The inmate, Michael Elston, was admitted to the Camp Cass Residential Center in November 2004 for violation of probation and possession of stolen property.

The following month, Elston forcibly raped, choked, and punched the victim, then 51, at knifepoint with no co-workers around as she was ending her workday. He then forced her into her Jeep and drove to Albany.

James Buckley, the victim’s attorney, argued before the judges on Oct. 17 that the victim’s lawsuit was for a “continuing wrong,” that she had complained about Elston before the rape, but “nothing was done.”

“He was making suggestive comments, harassing her,” Buckley told The Enterprise after arguments.

In the opinion, Read wrote that the victim took a notebook away from Elston five days before the rape, claiming he was writing about her “of a sexual nature” and making crude gestures; she gave the notebook to a co-worker on duty and told supervisors she felt “unsafe, uncomfortable and fearful of physical and sexual harm” from Elston.

After kidnapping her with a kitchen knife, Elston ordered the victim to stop the car so he could use a payphone in Albany. She kicked him away and escaped by driving off.

Elston was arrested on Dec. 29, 2004, and sentenced on July 21, 2005, for first-degree rape and second-degree kidnapping, both felonies. He received seven years in prison for kidnapping, and 20 years for rape, with 10 years of post-release supervision.

The victim was awarded $155.54 in weekly workers’ compensation benefits for her work-related physical injury, post-traumatic stress disorder, and rape.

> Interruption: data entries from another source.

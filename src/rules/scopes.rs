// Author: Eshan Roy
// SPDX-License-Identifier: MIT

//! Scope mapping and project scope descriptions.

use crate::error::RulesError;
use crate::workspace::Project;
use handlebars::Handlebars;
use serde::Serialize;
use std::collections::BTreeMap;

/// Scope for dependency updates.
pub const DEPS_SCOPE: &str = "deps";

/// Scope for tooling under /tools and /scripts.
pub const DEV_INFRA_SCOPE: &str = "dev-infra";

/// The "no particular scope" marker.
pub const EMPTY_SCOPE: &str = "";

/// Scopes that exist in every rule set, with their descriptions.
pub const RESERVED_SCOPES: [(&str, &str); 3] = [
    (
        DEPS_SCOPE,
        "used for changes to the dependencies of the project",
    ),
    (
        DEV_INFRA_SCOPE,
        "used for dev-infra related changes within the directories /tools and /scripts",
    ),
    (
        EMPTY_SCOPE,
        "empty/none scope useful for `test` and `refactor` changes that are done across all \
         packages (e.g. `test: add missing unit tests`) and for docs changes that are not \
         related to a specific package (e.g. `docs: fix typo in tutorial`)",
    ),
];

/// Whether `name` is one of the reserved scopes.
pub fn is_reserved(name: &str) -> bool {
    RESERVED_SCOPES.iter().any(|(reserved, _)| *reserved == name)
}

/// Scope name to description.
///
/// Keys are unique. Iteration is sorted by name for stable output, but the
/// order carries no meaning.
#[derive(Debug, Clone, Default, PartialEq, Eq, Serialize)]
#[serde(transparent)]
pub struct ScopeMap(BTreeMap<String, String>);

impl ScopeMap {
    /// Create an empty scope map.
    pub fn new() -> Self {
        Self::default()
    }

    /// Insert a scope. Last write wins: an existing entry with the same name
    /// is replaced and its old description returned.
    pub fn insert(
        &mut self,
        name: impl Into<String>,
        description: impl Into<String>,
    ) -> Option<String> {
        self.0.insert(name.into(), description.into())
    }

    pub fn get(&self, name: &str) -> Option<&str> {
        self.0.get(name).map(String::as_str)
    }

    pub fn contains(&self, name: &str) -> bool {
        self.0.contains_key(name)
    }

    pub fn len(&self) -> usize {
        self.0.len()
    }

    pub fn is_empty(&self) -> bool {
        self.0.is_empty()
    }

    /// Scope names.
    pub fn names(&self) -> impl Iterator<Item = &str> {
        self.0.keys().map(String::as_str)
    }

    /// Name and description pairs.
    pub fn iter(&self) -> impl Iterator<Item = (&str, &str)> {
        self.0.iter().map(|(k, v)| (k.as_str(), v.as_str()))
    }
}

const TEMPLATE_NAME: &str = "scope";

/// Compiled description template for project scopes.
///
/// Rendered in strict mode without HTML escaping. Variables: `name`, `root`
/// and `kind` (empty when the project declares no type).
#[derive(Debug)]
pub struct ScopeTemplate {
    registry: Handlebars<'static>,
}

impl ScopeTemplate {
    /// Compile a template, failing on syntax errors or unknown variables.
    pub fn new(template: &str) -> Result<Self, RulesError> {
        let mut registry = Handlebars::new();
        registry.set_strict_mode(true);
        registry.register_escape_fn(handlebars::no_escape);
        registry.register_template_string(TEMPLATE_NAME, template)?;

        let compiled = Self { registry };
        // strict mode only reports unknown variables at render time
        compiled.render_fields("name", "root", "kind")?;
        Ok(compiled)
    }

    /// Render the description for a project.
    pub fn render(&self, project: &Project) -> Result<String, RulesError> {
        let kind = project.kind.map(|k| k.as_str()).unwrap_or("");
        self.render_fields(&project.name, &project.root_display(), kind)
    }

    fn render_fields(&self, name: &str, root: &str, kind: &str) -> Result<String, RulesError> {
        let data = serde_json::json!({
            "name": name,
            "root": root,
            "kind": kind,
        });
        Ok(self.registry.render(TEMPLATE_NAME, &data)?)
    }
}

#[cfg(test)]
mod tests {
    use super::*;
    use crate::workspace::ProjectKind;
    use std::path::PathBuf;

    fn project(name: &str, root: &str) -> Project {
        Project {
            name: name.to_string(),
            root: PathBuf::from(root),
            kind: None,
        }
    }

    #[test]
    fn test_scope_map_last_write_wins() {
        let mut scopes = ScopeMap::new();
        assert_eq!(scopes.insert("deps", "first"), None);
        assert_eq!(scopes.insert("deps", "second"), Some("first".to_string()));
        assert_eq!(scopes.len(), 1);
        assert_eq!(scopes.get("deps"), Some("second"));
    }

    #[test]
    fn test_scope_map_empty_key() {
        let mut scopes = ScopeMap::new();
        scopes.insert(EMPTY_SCOPE, "none");
        assert!(scopes.contains(""));
        assert_eq!(scopes.names().collect::<Vec<_>>(), vec![""]);
    }

    #[test]
    fn test_is_reserved() {
        assert!(is_reserved("deps"));
        assert!(is_reserved("dev-infra"));
        assert!(is_reserved(""));
        assert!(!is_reserved("api"));
    }

    #[test]
    fn test_default_template_render() {
        let template = ScopeTemplate::new(crate::config::DEFAULT_SCOPE_TEMPLATE).unwrap();
        let rendered = template.render(&project("api", "apps/api")).unwrap();
        assert_eq!(
            rendered,
            "for changes of project api within the directory apps/api"
        );
    }

    #[test]
    fn test_template_does_not_escape() {
        let template = ScopeTemplate::new("{{name}} at {{root}}").unwrap();
        let rendered = template.render(&project("@org/ui", "libs/ui")).unwrap();
        assert_eq!(rendered, "@org/ui at libs/ui");
    }

    #[test]
    fn test_template_kind_variable() {
        let template = ScopeTemplate::new("{{kind}} {{name}}").unwrap();
        let mut lib = project("lib", "libs/lib");
        lib.kind = Some(ProjectKind::Library);
        assert_eq!(template.render(&lib).unwrap(), "library lib");
        assert_eq!(template.render(&project("x", "x")).unwrap(), " x");
    }

    #[test]
    fn test_template_rejects_unknown_variable() {
        let err = ScopeTemplate::new("{{owner}}").unwrap_err();
        assert!(matches!(err, RulesError::Template { .. }));
    }

    #[test]
    fn test_template_rejects_bad_syntax() {
        assert!(ScopeTemplate::new("{{#if name}}unterminated").is_err());
    }
}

The state’s Workers’ Compensation Board ruled in 2010 that the State Insurance Fund could claim future benefits paid to the victim for the $430,000 settlement of the federal suit.

As a result, the victim has no medical insurance through her workers’ compensation benefits, according to Buckley.

“That $155 a week is not as important as her medical that she has to pay by herself out of the settlement,” Buckley told The Enterprise.